[PATCH for-next 2/3] RDMA/erdma: Refactor the storage structure of MTT entries

[Date Prev][Date Next][Thread Prev][Thread Next][Date Index][Thread Index]

 



Currently our MTT only support inline mtt entries (0 level MTT) and
indirect MTT entries (1 level mtt), which will limit the maximum length
of MRs.
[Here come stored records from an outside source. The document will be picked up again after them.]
//! Per-vehicle accumulation buffers and the store that owns them.
//!
//! A [`VehicleBuffer`] collects partial field updates until it satisfies
//! the completeness predicate. Fields are only ever overwritten, never
//! cleared, and battery cells merge field-by-field: a soc update never
//! erases a previously known capacity for the same cell.

use std::collections::{BTreeMap, HashMap};
use std::sync::{Arc, Mutex};

use crate::decode::Field;

/// One battery cell's readings. Either side may arrive first.
#[derive(Debug, Default, Clone, Copy, PartialEq)]
pub struct CellReading {
    pub soc: Option<f64>,
    pub capacity: Option<f64>,
}

/// Accumulated partial state for one vehicle.
#[derive(Debug, Clone, PartialEq)]
pub struct VehicleBuffer {
    pub car_id: u32,
    pub latitude: Option<f64>,
    pub longitude: Option<f64>,
    /// Raw speed in m/s; converted to km/h only at derivation.
    pub speed: Option<f64>,
    /// Gear label as received; validated before merge.
    pub gear: Option<String>,
    /// Keyed by cell index. BTreeMap keeps derivation deterministic.
    pub cells: BTreeMap<u8, CellReading>,
}

impl VehicleBuffer {
    pub fn new(car_id: u32) -> Self {
        Self {
            car_id,
            latitude: None,
            longitude: None,
            speed: None,
            gear: None,
            cells: BTreeMap::new(),
        }
    }

    /// Merges one decoded field update. Overwrites the targeted field and
    /// touches nothing else; never fails for a structurally valid event.
    pub fn apply(&mut self, field: &Field) {
        match field {
            Field::Latitude(v) => self.latitude = Some(*v),
            Field::Longitude(v) => self.longitude = Some(*v),
            Field::Speed(v) => self.speed = Some(*v),
            Field::Gear(label) => self.gear = Some(label.clone()),
            Field::CellSoc { cell, soc } => {
                self.cells.entry(*cell).or_default().soc = Some(*soc);
            }
            Field::CellCapacity { cell, capacity } => {
                self.cells.entry(*cell).or_default().capacity = Some(*capacity);
            }
        }
    }

    /// The completeness predicate: all scalar fields present and exactly
    /// `required_cells` cells, each with both soc and capacity.
    ///
    /// Monotonic under `apply`: fields are only added or overwritten, so
    /// once this holds it keeps holding.
    pub fn is_complete(&self, required_cells: usize) -> bool {
        self.latitude.is_some()
            && self.longitude.is_some()
            && self.speed.is_some()
            && self.gear.is_some()
            && self.cells.len() == required_cells
            && self.cells_fully_populated()
    }

    /// True when every known cell has both soc and capacity.
    pub fn cells_fully_populated(&self) -> bool {
        self.cells
            .values()
            .all(|c| c.soc.is_some() && c.capacity.is_some())
    }
}

/// Owns one buffer per vehicle, each behind its own async lock.
///
/// The per-vehicle `tokio::sync::Mutex` is the serialization point the
/// reconciler holds across its whole merge-derive-store sequence, so at
/// most one reconciliation is in flight per vehicle while different
/// vehicles proceed independently.
pub struct BufferStore {
    vehicles: Mutex<HashMap<u32, Arc<tokio::sync::Mutex<VehicleBuffer>>>>,
}

impl BufferStore {
    pub fn new() -> Self {
        Self {
            vehicles: Mutex::new(HashMap::new()),
        }
    }

    /// Looks up or creates the buffer entry for `car_id`. The outer lock
    /// only guards the map; callers lock the returned entry themselves.
    pub fn entry(&self, car_id: u32) -> Arc<tokio::sync::Mutex<VehicleBuffer>> {
        let mut vehicles = self.vehicles.lock().expect("buffer map lock poisoned");
        vehicles
            .entry(car_id)
            .or_insert_with(|| Arc::new(tokio::sync::Mutex::new(VehicleBuffer::new(car_id))))
            .clone()
    }

    /// True if a buffer exists for `car_id` (i.e. it has sent any event).
    pub fn contains(&self, car_id: u32) -> bool {
        self.vehicles
            .lock()
            .expect("buffer map lock poisoned")
            .contains_key(&car_id)
    }

    pub fn len(&self) -> usize {
        self.vehicles.lock().expect("buffer map lock poisoned").len()
    }

    pub fn is_empty(&self) -> bool {
        self.len() == 0
    }
}

impl Default for BufferStore {
    fn default() -> Self {
        Self::new()
    }
}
In order to implement a multi-level MTT, we refactor the
structure of MTT first.

Signed-off-by: Cheng Xu <chengyou@xxxxxxxxxxxxxxxxx>
---
 drivers/infiniband/hw/erdma/erdma_hw.h    |   4 +-
 drivers/infiniband/hw/erdma/erdma_qp.c    |   2 +-
 drivers/infiniband/hw/erdma/erdma_verbs.c | 214 +++++++++++++---------
 drivers/infiniband/hw/erdma/erdma_verbs.h |  26 ++-
 4 files changed, 152 insertions(+), 94 deletions(-)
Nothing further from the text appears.